Look through the records below and collect all lines that hold the string "impl".
──────────────────────────────
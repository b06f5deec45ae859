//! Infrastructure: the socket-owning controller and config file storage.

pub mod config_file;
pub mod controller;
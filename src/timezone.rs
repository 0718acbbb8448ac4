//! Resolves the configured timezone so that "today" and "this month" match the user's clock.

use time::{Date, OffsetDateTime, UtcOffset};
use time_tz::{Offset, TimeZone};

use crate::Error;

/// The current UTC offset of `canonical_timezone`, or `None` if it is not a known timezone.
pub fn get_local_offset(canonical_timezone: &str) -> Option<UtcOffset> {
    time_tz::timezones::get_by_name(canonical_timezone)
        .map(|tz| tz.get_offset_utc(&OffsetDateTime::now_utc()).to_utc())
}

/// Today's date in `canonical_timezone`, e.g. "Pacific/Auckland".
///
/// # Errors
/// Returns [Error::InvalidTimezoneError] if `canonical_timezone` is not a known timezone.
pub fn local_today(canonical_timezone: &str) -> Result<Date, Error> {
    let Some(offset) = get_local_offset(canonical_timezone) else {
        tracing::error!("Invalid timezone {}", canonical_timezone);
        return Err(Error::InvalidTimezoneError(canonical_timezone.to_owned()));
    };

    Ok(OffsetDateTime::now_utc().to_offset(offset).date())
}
──────────────────────────────
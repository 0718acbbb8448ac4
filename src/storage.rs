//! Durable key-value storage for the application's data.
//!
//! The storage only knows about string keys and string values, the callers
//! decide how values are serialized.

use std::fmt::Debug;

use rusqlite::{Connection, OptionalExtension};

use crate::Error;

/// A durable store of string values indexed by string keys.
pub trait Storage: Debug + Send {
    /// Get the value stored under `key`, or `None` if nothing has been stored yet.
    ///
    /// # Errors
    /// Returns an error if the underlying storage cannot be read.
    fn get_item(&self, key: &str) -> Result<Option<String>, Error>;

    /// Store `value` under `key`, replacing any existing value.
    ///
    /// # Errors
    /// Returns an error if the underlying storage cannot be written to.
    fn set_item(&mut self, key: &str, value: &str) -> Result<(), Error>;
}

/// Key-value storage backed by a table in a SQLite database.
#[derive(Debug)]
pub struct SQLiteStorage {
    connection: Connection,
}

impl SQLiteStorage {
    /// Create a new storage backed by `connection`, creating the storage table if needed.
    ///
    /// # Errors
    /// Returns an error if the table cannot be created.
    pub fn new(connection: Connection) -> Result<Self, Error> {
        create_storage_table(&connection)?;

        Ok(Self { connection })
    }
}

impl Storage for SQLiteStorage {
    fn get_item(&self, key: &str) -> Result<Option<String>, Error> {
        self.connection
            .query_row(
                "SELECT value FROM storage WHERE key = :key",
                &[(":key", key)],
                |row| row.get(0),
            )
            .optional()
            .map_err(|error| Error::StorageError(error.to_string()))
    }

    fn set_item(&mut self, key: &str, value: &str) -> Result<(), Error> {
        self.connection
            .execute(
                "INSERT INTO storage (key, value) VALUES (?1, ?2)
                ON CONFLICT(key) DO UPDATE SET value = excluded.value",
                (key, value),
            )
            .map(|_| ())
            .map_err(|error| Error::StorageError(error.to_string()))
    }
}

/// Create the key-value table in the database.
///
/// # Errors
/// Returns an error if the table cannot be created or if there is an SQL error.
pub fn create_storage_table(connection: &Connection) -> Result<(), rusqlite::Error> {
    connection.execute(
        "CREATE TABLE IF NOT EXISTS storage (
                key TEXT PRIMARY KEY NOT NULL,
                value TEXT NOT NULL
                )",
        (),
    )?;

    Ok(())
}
──────────────────────────────
Task output:
impl SQLiteStorage {
impl Storage for SQLiteStorage {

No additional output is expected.